Look through the records and copy each line with the string "until" in it.

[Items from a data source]
-- Opening Marker --
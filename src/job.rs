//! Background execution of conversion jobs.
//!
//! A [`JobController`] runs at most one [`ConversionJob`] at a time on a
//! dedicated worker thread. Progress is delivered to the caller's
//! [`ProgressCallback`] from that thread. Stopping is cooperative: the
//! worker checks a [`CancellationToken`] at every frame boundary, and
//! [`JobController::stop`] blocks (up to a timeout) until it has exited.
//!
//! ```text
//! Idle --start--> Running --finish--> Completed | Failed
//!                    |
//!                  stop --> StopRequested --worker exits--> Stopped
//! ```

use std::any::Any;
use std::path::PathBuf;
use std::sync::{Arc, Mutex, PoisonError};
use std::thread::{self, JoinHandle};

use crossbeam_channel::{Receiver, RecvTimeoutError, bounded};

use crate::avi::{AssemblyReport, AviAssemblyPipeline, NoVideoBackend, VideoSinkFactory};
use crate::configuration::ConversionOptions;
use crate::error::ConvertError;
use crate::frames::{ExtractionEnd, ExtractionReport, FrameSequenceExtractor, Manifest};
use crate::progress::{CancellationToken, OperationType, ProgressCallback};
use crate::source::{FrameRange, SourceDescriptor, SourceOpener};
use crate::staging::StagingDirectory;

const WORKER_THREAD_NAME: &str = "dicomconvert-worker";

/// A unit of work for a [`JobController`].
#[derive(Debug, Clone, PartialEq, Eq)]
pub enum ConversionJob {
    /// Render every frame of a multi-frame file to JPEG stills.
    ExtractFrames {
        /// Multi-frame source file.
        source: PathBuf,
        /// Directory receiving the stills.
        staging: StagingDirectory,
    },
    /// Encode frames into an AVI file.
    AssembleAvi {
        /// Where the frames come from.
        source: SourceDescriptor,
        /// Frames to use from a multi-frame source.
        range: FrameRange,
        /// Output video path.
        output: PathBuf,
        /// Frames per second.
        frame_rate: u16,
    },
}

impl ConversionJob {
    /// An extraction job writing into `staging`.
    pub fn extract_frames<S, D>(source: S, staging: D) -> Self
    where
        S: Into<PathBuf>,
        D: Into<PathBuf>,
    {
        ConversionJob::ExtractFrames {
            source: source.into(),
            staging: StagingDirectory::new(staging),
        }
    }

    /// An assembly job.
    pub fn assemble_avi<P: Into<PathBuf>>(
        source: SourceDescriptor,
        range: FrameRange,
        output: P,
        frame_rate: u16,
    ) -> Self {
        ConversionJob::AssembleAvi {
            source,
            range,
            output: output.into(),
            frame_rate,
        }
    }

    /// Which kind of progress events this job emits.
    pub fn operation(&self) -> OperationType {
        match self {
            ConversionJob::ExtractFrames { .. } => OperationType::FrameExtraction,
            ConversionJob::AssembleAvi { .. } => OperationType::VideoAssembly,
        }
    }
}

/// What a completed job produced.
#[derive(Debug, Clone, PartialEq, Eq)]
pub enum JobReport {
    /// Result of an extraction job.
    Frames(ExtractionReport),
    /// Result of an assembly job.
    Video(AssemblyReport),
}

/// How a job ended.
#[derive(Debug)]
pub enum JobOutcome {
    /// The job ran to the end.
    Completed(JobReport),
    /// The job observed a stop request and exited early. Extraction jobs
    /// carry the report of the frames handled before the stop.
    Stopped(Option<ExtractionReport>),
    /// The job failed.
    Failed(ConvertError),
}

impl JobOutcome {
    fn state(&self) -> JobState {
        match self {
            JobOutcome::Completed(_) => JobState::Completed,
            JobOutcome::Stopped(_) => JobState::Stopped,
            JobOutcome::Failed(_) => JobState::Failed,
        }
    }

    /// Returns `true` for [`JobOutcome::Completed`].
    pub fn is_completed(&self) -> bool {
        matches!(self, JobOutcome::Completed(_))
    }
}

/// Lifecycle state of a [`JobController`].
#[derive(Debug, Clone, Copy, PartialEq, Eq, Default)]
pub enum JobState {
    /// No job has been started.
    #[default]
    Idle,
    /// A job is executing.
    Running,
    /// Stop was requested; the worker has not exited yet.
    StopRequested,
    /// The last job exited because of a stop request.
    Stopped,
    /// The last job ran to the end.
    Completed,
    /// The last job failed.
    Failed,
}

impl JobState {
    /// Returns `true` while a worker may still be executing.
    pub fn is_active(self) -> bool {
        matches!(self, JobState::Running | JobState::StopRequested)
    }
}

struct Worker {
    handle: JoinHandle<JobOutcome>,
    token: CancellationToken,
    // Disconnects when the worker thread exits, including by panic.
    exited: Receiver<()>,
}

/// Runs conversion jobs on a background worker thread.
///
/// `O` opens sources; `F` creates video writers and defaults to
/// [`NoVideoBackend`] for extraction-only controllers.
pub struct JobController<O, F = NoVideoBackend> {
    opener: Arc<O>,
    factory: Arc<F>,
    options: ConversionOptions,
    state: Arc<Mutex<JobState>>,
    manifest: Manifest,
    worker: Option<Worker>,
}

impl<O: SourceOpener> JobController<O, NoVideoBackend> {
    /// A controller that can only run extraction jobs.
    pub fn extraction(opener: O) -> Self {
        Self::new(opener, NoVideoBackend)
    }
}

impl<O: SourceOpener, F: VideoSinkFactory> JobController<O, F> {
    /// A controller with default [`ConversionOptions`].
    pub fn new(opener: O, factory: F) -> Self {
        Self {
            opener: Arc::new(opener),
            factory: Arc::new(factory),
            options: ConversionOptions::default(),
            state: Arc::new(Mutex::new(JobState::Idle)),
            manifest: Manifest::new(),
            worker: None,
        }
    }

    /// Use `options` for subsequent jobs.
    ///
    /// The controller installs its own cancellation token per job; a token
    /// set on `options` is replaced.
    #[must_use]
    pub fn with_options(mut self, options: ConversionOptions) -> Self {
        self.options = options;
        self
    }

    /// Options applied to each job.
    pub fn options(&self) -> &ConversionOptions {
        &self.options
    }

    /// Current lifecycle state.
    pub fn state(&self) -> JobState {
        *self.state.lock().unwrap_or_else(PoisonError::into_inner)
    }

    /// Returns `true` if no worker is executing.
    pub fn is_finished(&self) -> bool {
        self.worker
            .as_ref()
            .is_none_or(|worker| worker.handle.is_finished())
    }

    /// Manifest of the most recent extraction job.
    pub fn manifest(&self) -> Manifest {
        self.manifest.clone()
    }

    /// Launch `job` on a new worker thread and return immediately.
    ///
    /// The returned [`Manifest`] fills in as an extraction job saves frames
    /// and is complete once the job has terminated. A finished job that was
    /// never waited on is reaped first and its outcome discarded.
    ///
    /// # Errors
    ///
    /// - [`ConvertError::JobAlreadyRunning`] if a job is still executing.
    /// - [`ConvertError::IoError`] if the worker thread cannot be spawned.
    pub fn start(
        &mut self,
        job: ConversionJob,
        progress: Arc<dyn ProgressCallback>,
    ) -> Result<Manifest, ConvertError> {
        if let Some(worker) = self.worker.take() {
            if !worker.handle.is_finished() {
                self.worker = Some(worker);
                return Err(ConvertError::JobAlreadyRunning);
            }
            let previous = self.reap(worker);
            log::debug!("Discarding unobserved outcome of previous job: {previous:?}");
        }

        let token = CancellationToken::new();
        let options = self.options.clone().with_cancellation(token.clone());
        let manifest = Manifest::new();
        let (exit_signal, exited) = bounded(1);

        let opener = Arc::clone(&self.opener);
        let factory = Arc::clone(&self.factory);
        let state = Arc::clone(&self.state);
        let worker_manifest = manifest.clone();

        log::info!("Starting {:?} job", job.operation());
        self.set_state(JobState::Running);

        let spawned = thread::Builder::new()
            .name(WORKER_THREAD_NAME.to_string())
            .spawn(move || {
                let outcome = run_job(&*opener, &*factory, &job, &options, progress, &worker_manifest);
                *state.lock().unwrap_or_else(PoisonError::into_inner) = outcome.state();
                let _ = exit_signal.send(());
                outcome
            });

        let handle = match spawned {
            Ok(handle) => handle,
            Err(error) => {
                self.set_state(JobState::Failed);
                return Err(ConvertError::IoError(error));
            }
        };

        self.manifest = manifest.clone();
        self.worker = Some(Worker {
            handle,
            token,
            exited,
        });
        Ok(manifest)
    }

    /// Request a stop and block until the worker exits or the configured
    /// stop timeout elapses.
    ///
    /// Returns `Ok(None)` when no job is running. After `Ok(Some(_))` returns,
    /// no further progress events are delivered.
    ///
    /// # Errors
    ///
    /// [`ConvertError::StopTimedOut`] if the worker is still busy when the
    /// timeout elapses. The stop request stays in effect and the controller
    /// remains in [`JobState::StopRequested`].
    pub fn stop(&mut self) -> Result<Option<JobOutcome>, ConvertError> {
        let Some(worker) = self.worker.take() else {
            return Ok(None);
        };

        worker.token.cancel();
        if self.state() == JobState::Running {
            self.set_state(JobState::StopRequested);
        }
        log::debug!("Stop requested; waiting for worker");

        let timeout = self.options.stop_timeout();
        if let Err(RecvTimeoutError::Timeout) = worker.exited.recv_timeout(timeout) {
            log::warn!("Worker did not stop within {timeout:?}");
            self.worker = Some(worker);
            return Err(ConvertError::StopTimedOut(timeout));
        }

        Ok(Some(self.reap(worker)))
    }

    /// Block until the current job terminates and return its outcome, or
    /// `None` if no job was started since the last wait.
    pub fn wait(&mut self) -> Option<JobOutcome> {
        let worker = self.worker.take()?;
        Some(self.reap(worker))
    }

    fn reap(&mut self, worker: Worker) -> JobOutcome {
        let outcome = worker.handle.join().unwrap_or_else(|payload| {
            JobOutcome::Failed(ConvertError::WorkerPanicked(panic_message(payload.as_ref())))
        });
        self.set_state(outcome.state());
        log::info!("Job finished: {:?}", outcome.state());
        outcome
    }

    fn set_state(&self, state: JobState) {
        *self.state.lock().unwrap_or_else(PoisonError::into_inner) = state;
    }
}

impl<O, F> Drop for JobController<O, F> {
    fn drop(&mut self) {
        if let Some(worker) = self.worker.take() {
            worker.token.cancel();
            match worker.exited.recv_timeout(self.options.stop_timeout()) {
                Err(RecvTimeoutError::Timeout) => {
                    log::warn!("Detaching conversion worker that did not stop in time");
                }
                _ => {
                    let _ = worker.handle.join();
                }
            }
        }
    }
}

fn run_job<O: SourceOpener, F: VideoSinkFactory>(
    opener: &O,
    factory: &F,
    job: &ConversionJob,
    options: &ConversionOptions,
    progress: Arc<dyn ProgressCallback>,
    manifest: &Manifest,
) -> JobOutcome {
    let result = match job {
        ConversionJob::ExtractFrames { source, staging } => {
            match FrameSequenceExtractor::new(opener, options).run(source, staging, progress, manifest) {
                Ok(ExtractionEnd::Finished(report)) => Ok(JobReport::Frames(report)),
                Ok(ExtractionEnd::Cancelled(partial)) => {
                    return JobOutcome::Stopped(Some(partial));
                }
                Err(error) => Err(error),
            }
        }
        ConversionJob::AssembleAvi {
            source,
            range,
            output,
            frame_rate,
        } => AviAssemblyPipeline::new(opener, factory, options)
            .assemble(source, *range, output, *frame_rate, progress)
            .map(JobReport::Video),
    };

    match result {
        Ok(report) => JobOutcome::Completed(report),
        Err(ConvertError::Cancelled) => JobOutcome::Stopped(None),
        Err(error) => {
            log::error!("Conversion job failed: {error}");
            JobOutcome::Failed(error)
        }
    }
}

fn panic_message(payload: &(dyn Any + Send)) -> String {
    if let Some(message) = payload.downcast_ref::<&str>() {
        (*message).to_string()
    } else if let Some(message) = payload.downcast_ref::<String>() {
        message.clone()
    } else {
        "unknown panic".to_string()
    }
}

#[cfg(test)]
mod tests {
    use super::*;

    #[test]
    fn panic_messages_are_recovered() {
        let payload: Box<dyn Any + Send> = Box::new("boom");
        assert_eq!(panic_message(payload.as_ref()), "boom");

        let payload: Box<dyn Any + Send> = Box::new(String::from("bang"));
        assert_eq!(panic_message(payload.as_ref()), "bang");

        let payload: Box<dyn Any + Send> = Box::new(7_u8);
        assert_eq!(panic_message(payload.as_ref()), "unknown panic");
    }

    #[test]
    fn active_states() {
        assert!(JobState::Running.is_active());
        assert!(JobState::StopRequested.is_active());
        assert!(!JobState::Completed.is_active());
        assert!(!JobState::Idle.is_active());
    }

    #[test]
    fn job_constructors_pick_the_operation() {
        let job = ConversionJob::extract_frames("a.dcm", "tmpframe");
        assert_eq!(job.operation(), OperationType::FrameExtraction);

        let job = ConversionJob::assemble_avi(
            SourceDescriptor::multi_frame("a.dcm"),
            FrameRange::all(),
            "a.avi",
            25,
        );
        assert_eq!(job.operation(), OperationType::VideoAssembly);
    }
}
-- Closing Marker --
> Written answer
//! [`JobController::stop`] blocks (up to a timeout) until it has exited.
    /// Request a stop and block until the worker exits or the configured
    /// Block until the current job terminates and return its outcome, or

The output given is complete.